- _TASK TO CARRY OUT_:
In the material below, find every line with "PathBuf" and pull it out.
*** Opening INPUT MATERIAL ***
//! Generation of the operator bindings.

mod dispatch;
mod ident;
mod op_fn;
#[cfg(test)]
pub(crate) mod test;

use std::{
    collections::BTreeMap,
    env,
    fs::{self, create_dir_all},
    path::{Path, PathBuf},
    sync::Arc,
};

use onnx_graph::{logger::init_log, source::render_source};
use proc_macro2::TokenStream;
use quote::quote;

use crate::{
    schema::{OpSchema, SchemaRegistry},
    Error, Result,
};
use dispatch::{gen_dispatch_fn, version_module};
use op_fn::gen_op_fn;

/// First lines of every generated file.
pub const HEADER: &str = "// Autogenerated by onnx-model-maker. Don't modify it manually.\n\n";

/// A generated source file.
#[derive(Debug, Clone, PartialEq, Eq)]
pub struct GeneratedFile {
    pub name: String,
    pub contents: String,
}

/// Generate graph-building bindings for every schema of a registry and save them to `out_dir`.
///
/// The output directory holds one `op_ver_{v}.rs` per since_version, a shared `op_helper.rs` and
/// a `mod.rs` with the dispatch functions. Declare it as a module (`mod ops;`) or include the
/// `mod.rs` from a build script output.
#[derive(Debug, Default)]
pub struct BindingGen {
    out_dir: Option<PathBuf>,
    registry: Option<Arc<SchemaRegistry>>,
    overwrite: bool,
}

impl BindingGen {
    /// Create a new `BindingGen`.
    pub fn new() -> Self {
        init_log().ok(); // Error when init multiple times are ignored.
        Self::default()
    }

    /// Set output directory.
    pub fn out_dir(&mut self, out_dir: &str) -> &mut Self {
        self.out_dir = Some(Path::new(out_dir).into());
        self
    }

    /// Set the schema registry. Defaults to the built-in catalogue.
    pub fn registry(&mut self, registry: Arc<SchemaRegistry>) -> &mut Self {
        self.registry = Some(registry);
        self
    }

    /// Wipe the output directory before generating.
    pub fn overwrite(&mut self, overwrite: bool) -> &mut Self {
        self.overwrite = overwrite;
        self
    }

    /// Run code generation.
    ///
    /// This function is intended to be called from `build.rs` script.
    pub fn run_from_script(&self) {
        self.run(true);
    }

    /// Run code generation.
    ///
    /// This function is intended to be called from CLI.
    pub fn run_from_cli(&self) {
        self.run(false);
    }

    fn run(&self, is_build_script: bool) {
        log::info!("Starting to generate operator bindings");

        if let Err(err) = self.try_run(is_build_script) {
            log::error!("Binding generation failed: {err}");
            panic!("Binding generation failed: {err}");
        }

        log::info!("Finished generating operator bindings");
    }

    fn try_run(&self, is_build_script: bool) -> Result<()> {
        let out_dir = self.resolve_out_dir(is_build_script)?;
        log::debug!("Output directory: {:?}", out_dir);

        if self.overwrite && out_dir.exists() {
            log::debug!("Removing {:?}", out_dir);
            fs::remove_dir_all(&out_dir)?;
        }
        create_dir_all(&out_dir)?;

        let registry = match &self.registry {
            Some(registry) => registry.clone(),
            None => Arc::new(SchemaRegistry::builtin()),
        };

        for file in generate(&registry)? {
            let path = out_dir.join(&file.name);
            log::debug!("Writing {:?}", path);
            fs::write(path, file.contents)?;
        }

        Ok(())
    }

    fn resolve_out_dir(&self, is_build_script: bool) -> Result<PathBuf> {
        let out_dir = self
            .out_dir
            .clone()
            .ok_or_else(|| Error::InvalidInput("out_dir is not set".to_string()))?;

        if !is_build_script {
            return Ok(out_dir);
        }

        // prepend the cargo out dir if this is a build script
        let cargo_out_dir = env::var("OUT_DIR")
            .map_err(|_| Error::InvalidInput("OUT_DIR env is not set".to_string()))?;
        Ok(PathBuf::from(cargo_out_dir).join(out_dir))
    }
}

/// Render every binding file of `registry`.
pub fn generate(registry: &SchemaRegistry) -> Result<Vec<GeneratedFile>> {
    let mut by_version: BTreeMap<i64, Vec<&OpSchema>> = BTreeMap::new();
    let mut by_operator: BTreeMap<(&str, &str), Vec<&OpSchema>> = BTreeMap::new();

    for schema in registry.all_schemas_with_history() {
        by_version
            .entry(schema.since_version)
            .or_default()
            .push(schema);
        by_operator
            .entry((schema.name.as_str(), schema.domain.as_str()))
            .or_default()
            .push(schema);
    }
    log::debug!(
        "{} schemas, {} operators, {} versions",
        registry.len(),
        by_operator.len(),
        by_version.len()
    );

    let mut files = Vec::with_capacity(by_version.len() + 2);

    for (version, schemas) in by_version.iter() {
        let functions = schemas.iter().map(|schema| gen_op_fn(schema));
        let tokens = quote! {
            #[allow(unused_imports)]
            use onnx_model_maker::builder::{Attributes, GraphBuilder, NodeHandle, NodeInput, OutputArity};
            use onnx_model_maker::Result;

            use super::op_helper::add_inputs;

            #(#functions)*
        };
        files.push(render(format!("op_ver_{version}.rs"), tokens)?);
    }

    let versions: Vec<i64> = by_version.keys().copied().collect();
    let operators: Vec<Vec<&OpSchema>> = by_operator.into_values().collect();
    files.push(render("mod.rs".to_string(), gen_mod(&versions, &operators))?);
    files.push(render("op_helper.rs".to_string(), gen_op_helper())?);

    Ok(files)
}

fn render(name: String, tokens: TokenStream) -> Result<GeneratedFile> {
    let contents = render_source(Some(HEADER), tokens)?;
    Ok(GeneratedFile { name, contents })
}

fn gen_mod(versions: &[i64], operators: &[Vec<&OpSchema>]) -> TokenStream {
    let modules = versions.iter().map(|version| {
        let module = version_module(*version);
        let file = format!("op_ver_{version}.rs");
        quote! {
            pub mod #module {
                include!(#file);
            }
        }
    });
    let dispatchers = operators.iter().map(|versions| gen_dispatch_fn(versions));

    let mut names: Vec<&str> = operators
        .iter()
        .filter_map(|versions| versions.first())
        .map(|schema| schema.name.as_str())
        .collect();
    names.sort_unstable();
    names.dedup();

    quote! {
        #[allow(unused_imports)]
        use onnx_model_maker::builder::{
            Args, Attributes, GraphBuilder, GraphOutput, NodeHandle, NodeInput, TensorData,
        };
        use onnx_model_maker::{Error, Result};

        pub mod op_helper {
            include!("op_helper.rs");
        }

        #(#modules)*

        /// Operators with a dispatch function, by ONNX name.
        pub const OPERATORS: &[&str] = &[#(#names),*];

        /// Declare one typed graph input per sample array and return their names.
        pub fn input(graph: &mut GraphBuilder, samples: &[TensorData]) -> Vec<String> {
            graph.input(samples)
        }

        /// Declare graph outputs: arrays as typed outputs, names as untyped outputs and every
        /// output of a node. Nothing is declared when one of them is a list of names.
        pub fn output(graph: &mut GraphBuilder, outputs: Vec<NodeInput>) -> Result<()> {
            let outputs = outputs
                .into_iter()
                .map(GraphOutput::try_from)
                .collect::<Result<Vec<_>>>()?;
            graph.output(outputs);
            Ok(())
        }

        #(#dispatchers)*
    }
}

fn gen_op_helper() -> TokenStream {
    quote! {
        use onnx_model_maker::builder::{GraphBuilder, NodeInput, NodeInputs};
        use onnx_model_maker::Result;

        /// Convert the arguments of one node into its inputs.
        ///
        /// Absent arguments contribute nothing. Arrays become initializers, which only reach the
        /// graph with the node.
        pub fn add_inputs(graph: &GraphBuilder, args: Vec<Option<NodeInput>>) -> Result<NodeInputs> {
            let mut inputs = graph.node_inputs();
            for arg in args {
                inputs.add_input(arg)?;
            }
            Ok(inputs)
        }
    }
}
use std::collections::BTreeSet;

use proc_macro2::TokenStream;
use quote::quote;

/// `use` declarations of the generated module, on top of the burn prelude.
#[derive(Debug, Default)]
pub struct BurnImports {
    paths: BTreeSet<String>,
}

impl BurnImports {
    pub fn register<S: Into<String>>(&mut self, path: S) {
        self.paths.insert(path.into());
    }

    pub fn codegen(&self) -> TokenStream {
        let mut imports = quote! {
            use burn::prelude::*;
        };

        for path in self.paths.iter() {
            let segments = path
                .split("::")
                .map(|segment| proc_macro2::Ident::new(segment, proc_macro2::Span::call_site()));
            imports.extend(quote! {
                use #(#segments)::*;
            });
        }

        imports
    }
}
*** Closing INPUT MATERIAL ***
- _TASK SOLUTION_:
    path::{Path, PathBuf},
    out_dir: Option<PathBuf>,
    fn resolve_out_dir(&self, is_build_script: bool) -> Result<PathBuf> {
        Ok(PathBuf::from(cargo_out_dir).join(out_dir))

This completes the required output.